The nuclear factor erythroid 2 related factor 2 (Nrf2)/heme oxygenase 1 (HO-1) signaling pathway plays a critical role in protecting cells against excess oxidative stress stimuli, and it can maintain intracellular redox homeostasis via regulation on a variety of pathways such as autophagy, ferroptosis, pyroptosis, and apoptosis [30]. Recent molecular evidence shows that the Nrf2/HO-1 signaling pathway plays important role on the anti-inflammatory property of bioactive compounds [31], and overexpression of HO-1 in macrophages can significantly inhibit the production of proinflammatory cytokines by LPS stimulation and increase the anti-inflammatory response [32]. Further in vivo data shows that IL-10-mediated protection against LPS-induced septic shock in mice was significantly attenuated by cotreatment with the HO-1 inhibitor, zinc protoporphyrin [33], and both mice and humans lacking HO-1 expression have a phenotype that develops a chronic inflammatory state [34, 35]. These data imply that there exists a key link between antioxidation and anti-inflammation, and activation of Nrf2/HO-1 may be the potent and promising new molecular target for the treatment of inflammation-related disorders. Moreover, the crosstalk between the Nrf2/HO-1 pathway and the inflammatory pathway has been investigated in several studies, and HO-1 is a candidate to connect these pathways [36, 37]. However, this crosstalk is not well studied and lacks in-depth molecular evidence.

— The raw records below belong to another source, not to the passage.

use crate::binding::{root_name, CollectionNames, Envelope, Placement};
use crate::generate::{builder_ident, error_enum_ident, Idents};
use crate::model::{Member, Model, Operation, ScalarKind, Shape, ShapeKind, ShapeRef};
use crate::util::{fn_ident, type_ident};
use crate::{Context, GenError};
use proc_macro2::{Ident, TokenStream};
use quote::quote;
use std::collections::HashSet;

pub(crate) fn de_fn(shape: &str) -> Ident {
    fn_ident("de_", shape, "")
}

pub(crate) fn entry_fn(map: &str) -> Ident {
    fn_ident("de_", map, "_entry")
}

/// Shapes a decoder is needed for: everything reachable from the operations,
/// or the whole model when it has none.
fn reachable(model: &Model) -> HashSet<&str> {
    if model.operations.is_empty() {
        return model.shapes.keys().map(String::as_str).collect();
    }
    let mut seen = HashSet::new();
    let mut stack: Vec<&str> = model.operations.iter().flat_map(Operation::roots).collect();
    while let Some(name) = stack.pop() {
        if !seen.insert(name) {
            continue;
        }
        if let Some(shape) = model.shape(name) {
            stack.extend(shape.refs().into_iter().map(|(_, r)| r.target.as_str()));
        }
    }
    seen
}

/// Decoders for every reachable struct, union, list and map, then the
/// operation entry points.
pub(crate) fn decoders(ctx: &Context<'_>) -> Result<TokenStream, GenError> {
    let reachable = reachable(ctx.model);
    let mut fns = Idents::new("decoders");
    let mut out = TokenStream::new();
    for shape in ctx.model.shapes.values() {
        if !reachable.contains(shape.name.as_str()) {
            continue;
        }
        let tokens = match &shape.kind {
            ShapeKind::Struct(members) => {
                fns.claim(&de_fn(&shape.name), &shape.name)?;
                de_struct(ctx, shape, members)?
            }
            ShapeKind::Union(members) => {
                fns.claim(&de_fn(&shape.name), &shape.name)?;
                de_union(ctx, shape, members)?
            }
            ShapeKind::List { .. } => {
                fns.claim(&de_fn(&shape.name), &shape.name)?;
                de_list(ctx, shape)?
            }
            ShapeKind::Map { .. } => {
                fns.claim(&de_fn(&shape.name), &shape.name)?;
                fns.claim(&entry_fn(&shape.name), &shape.name)?;
                de_map(ctx, shape)?
            }
            ShapeKind::Scalar(_) | ShapeKind::Enum(_) => continue,
        };
        tracing::debug!(shape = %shape.name, "generated decoder");
        out.extend(tokens);
    }
    for operation in &ctx.model.operations {
        out.extend(de_operation(ctx, operation, &mut fns)?);
        tracing::debug!(operation = %operation.name, "generated operation decoders");
    }
    Ok(out)
}

/// Expression decoding the element held in `tag` as a value of `target`.
fn element_value(ctx: &Context<'_>, owner: &Shape, target: &ShapeRef) -> Result<TokenStream, GenError> {
    let shape = ctx.target(owner, target)?;
    let value = match &shape.kind {
        ShapeKind::Scalar(ScalarKind::String) => quote! { tag.read_text()? },
        ShapeKind::Scalar(_) => {
            let ty = ctx.shape_type(shape)?;
            quote! { <#ty as ::xml_wire::Primitive>::parse_wire(&tag.read_text()?)? }
        }
        ShapeKind::Enum(_) => {
            let ty = ctx.shape_type(shape)?;
            quote! { #ty::from(tag.read_text()?.as_str()) }
        }
        ShapeKind::Struct(_) => {
            let de = de_fn(&shape.name);
            let name = type_ident(&shape.name);
            quote! { #de(&mut tag, #name::builder())?.build()? }
        }
        ShapeKind::Union(_) | ShapeKind::List { .. } | ShapeKind::Map { .. } => {
            let de = de_fn(&shape.name);
            quote! { #de(&mut tag)? }
        }
    };
    Ok(boxed(value, target))
}

/// Expression converting the attribute text in `value` to `target`.
fn attribute_value(ctx: &Context<'_>, owner: &Shape, target: &ShapeRef) -> Result<TokenStream, GenError> {
    let shape = ctx.target(owner, target)?;
    let ty = ctx.shape_type(shape)?;
    let value = match &shape.kind {
        ShapeKind::Scalar(ScalarKind::String) => quote! { value.to_owned() },
        ShapeKind::Scalar(_) => quote! { <#ty as ::xml_wire::Primitive>::parse_wire(value)? },
        ShapeKind::Enum(_) => quote! { #ty::from(value) },
        _ => {
            return Err(GenError::InvalidAttribute {
                shape: owner.name.clone(),
                member: target.target.clone(),
                reason: "attributes must target a scalar or an enum",
            })
        }
    };
    Ok(boxed(value, target))
}

fn boxed(value: TokenStream, target: &ShapeRef) -> TokenStream {
    if target.indirect {
        quote! { ::std::boxed::Box::new(#value) }
    } else {
        value
    }
}

fn pattern(ctx: &Context<'_>, owner: &Shape, member: &Member) -> Result<(String, Placement), GenError> {
    let binding = ctx.binding(owner, member)?;
    Ok((binding.name.to_string(), binding.placement))
}

fn child_loop(arms: &[TokenStream]) -> TokenStream {
    if arms.is_empty() {
        return quote! { decoder.skip()?; };
    }
    quote! {
        while let Some(mut tag) = decoder.next_tag()? {
            match tag.start_el() {
                #(#arms)*
                _ => {}
            }
        }
    }
}

fn de_struct(ctx: &Context<'_>, shape: &Shape, members: &[Member]) -> Result<TokenStream, GenError> {
    let de = de_fn(&shape.name);
    let builder = builder_ident(&shape.name);
    let mut attrs = vec![];
    let mut arms = vec![];
    for member in members {
        let (pattern, placement) = pattern(ctx, shape, member)?;
        let set = fn_ident("set_", &member.name, "");
        match placement {
            Placement::Attribute => {
                let value = attribute_value(ctx, shape, &member.target)?;
                attrs.push(quote! {
                    if let Some(value) = decoder.start_el().attr(#pattern) {
                        builder = builder.#set(Some(#value));
                    }
                });
            }
            Placement::Element => {
                let value = element_value(ctx, shape, &member.target)?;
                arms.push(quote! {
                    s if s.matches(#pattern) => {
                        let value = #value;
                        builder = builder.#set(Some(value));
                    }
                });
            }
            Placement::FlattenedElement => {
                let target = ctx.target(shape, &member.target)?;
                match &target.kind {
                    ShapeKind::List { member: item } => {
                        let value = element_value(ctx, target, &item.target)?;
                        let push = fn_ident("push_", &member.name, "");
                        arms.push(quote! {
                            s if s.matches(#pattern) => {
                                let item = #value;
                                builder = builder.#push(item);
                            }
                        });
                    }
                    ShapeKind::Map { .. } => {
                        let entry = entry_fn(&target.name);
                        let insert = fn_ident("insert_", &member.name, "");
                        arms.push(quote! {
                            s if s.matches(#pattern) => {
                                let (key, value) = #entry(&mut tag)?;
                                builder = builder.#insert(key, value);
                            }
                        });
                    }
                    _ => {
                        return Err(GenError::InvalidFlattening {
                            shape: shape.name.clone(),
                            member: member.name.clone(),
                            target: target.name.clone(),
                        })
                    }
                }
            }
        }
    }
    let walk = child_loop(&arms);
    Ok(quote! {
        #[allow(unused_mut)]
        pub fn #de(
            decoder: &mut ::xml_wire::ScopedDecoder<'_, '_>,
            mut builder: #builder,
        ) -> ::std::result::Result<#builder, ::xml_wire::DecodeError> {
            #(#attrs)*
            #walk
            Ok(builder)
        }
    })
}

/// The child element picks the variant. Unrecognized children only count
/// while nothing recognized has been seen; flattened variants gather every
/// matching sibling.
fn de_union(ctx: &Context<'_>, shape: &Shape, members: &[Member]) -> Result<TokenStream, GenError> {
    let de = de_fn(&shape.name);
    let name = type_ident(&shape.name);
    let mut arms = vec![];
    for member in members {
        let (pattern, placement) = pattern(ctx, shape, member)?;
        let variant = type_ident(&member.name);
        let arm = match placement {
            Placement::Attribute => {
                return Err(GenError::InvalidAttribute {
                    shape: shape.name.clone(),
                    member: member.name.clone(),
                    reason: "union members cannot be attributes",
                })
            }
            Placement::Element => {
                let value = element_value(ctx, shape, &member.target)?;
                quote! {
                    let value = #value;
                    base = Some(#name::#variant(value));
                }
            }
            Placement::FlattenedElement => {
                let target = ctx.target(shape, &member.target)?;
                let add = match &target.kind {
                    ShapeKind::List { member: item } => {
                        let value = element_value(ctx, target, &item.target)?;
                        quote! {
                            let item = #value;
                            acc.push(item);
                        }
                    }
                    ShapeKind::Map { .. } => {
                        let entry = entry_fn(&target.name);
                        quote! {
                            let (key, value) = #entry(&mut tag)?;
                            acc.insert(key, value);
                        }
                    }
                    _ => {
                        return Err(GenError::InvalidFlattening {
                            shape: shape.name.clone(),
                            member: member.name.clone(),
                            target: target.name.clone(),
                        })
                    }
                };
                quote! {
                    let mut acc = match base.take() {
                        Some(#name::#variant(acc)) => acc,
                        _ => ::std::default::Default::default(),
                    };
                    #add
                    base = Some(#name::#variant(acc));
                }
            }
        };
        arms.push(quote! {
            s if s.matches(#pattern) => {
                #arm
            }
        });
    }
    let walk = child_loop(&arms);
    Ok(quote! {
        #[allow(unused_mut)]
        pub fn #de(
            decoder: &mut ::xml_wire::ScopedDecoder<'_, '_>,
        ) -> ::std::result::Result<#name, ::xml_wire::DecodeError> {
            let mut base: ::std::option::Option<#name> = None;
            #walk
            Ok(base.unwrap_or(#name::Unknown))
        }
    })
}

Therefore, in the present study, the molecular mechanism underlying the anti-inflammatory and antioxidant effect of crocetin is fully investigated by the application of shRNA-KD and CRISPR-Cas9-KO technologies in LPS-induced inflammatory RAW264.7 cells, especially the role of crocetin on modulation of redox balance, the crosstalk between the Nrf2/HO-1 pathway and the inflammatory pathway, and its targeted extracellular receptors.
2. Materials and Methods
2.1. Materials and Cell Culture
Crocetin is donated by Tairui Biotechnology Co., Ltd (Nanyang, Henan, China). Crocetin was purified by HPLC with 98% purity, and it can be dissolved in DMSO (0.1% final concentration in culture medium). LPS (Escherichia coli Serotype 055:B5) was purchased from Sigma (St. Louis, MO, USA). AZD6244, SB202190, SP600125, and U0126 were from MedChemExpress (Monmouth Junction, NJ, USA). Antibodies against iNOS, phospho-ERK1/2, phospho-p38 kinase, phospho-JNK, ERK1/2, p38 kinase, JNK, and IκB-α were purchased from Cell Signaling Technology (Beverly, MA, USA). GAPDH and p65 were from Santa Cruz Biotechnology, Inc. (Santa Cruz, CA, USA). Antibodies against HO-1 and Nrf2 were from Abcam (Cambridge, MA, USA); 2
2.2. Cell Viability Assay
The cell viability was measured by an MTT assay. Briefly, RAW264.7 cells were seeded in a 96-well plate and treated with various concentrations of crocetin for 24 h. Subsequently, the supernatant was discarded, and 50 μl of MTT solution was added to each well. Cells were incubated at 37°C for an additional 4 h in the dark. The acidic isopropanol was added to dissolve the formazan crystals, and the optical density (OD) was measured at 570 nm with a microplate reader (Thermo Scientific, MA, USA). Viability was determined by comparing the OD of sample-treated cells with those of the untreated cells.
2.3. Pull-Down Assay
Crocetin-Sepharose 4B beads were prepared as described previously [42]. Briefly, crocetin (5 mg) was coupled to CNBr-activated Sepharose 4B beads (75 mg) in a coupling buffer overnight at 4°C according to the manufacturer’s instructions. The mixture was washed in 5 volumes of coupling buffer and then centrifuged at 110 g for 3 min at 4°C. The precipitate was resuspended in 5 volumes of 0.1 M Tris-HCl buffer (pH 8.0) with 2 h rotation at room temperature. After washing three times with 0.1 M acetate buffer (pH 4.0) containing 0.5 M NaCl, the mixture was further washed with 0.1 M Tris-HCl (pH 8.0) buffer containing 0.5 M NaCl. The RAW264.7 cell lysate (500 g/mL) was incubated at 4°C overnight with Sepharose 4B beads or Sepharose 4B crocetin-coupled beads (100 μl, 50% slurry) in reaction buffer (NP-40). The beads were then washed five times with a washing buffer. The proteins were detected by Western blotting with each specific antibody.
2.4. Molecular Modeling
The modeling of crocetin to TLR4-MD2, MEK1, JNK1/2, and Keap1-Nrf2 proteins (PDB codes: 5IJB, 1S9J, 3V3V, and 3WN7) was performed using Molecular Operating Environment™ software (MOE, Version 2012.10, Chemical Computing Group Inc.) [43]. Hydrogen atoms were first added, and force field atomic charges were assigned. Docking of crocetin to protein kinases was done by using MOE-AS EDock 2013 software [42].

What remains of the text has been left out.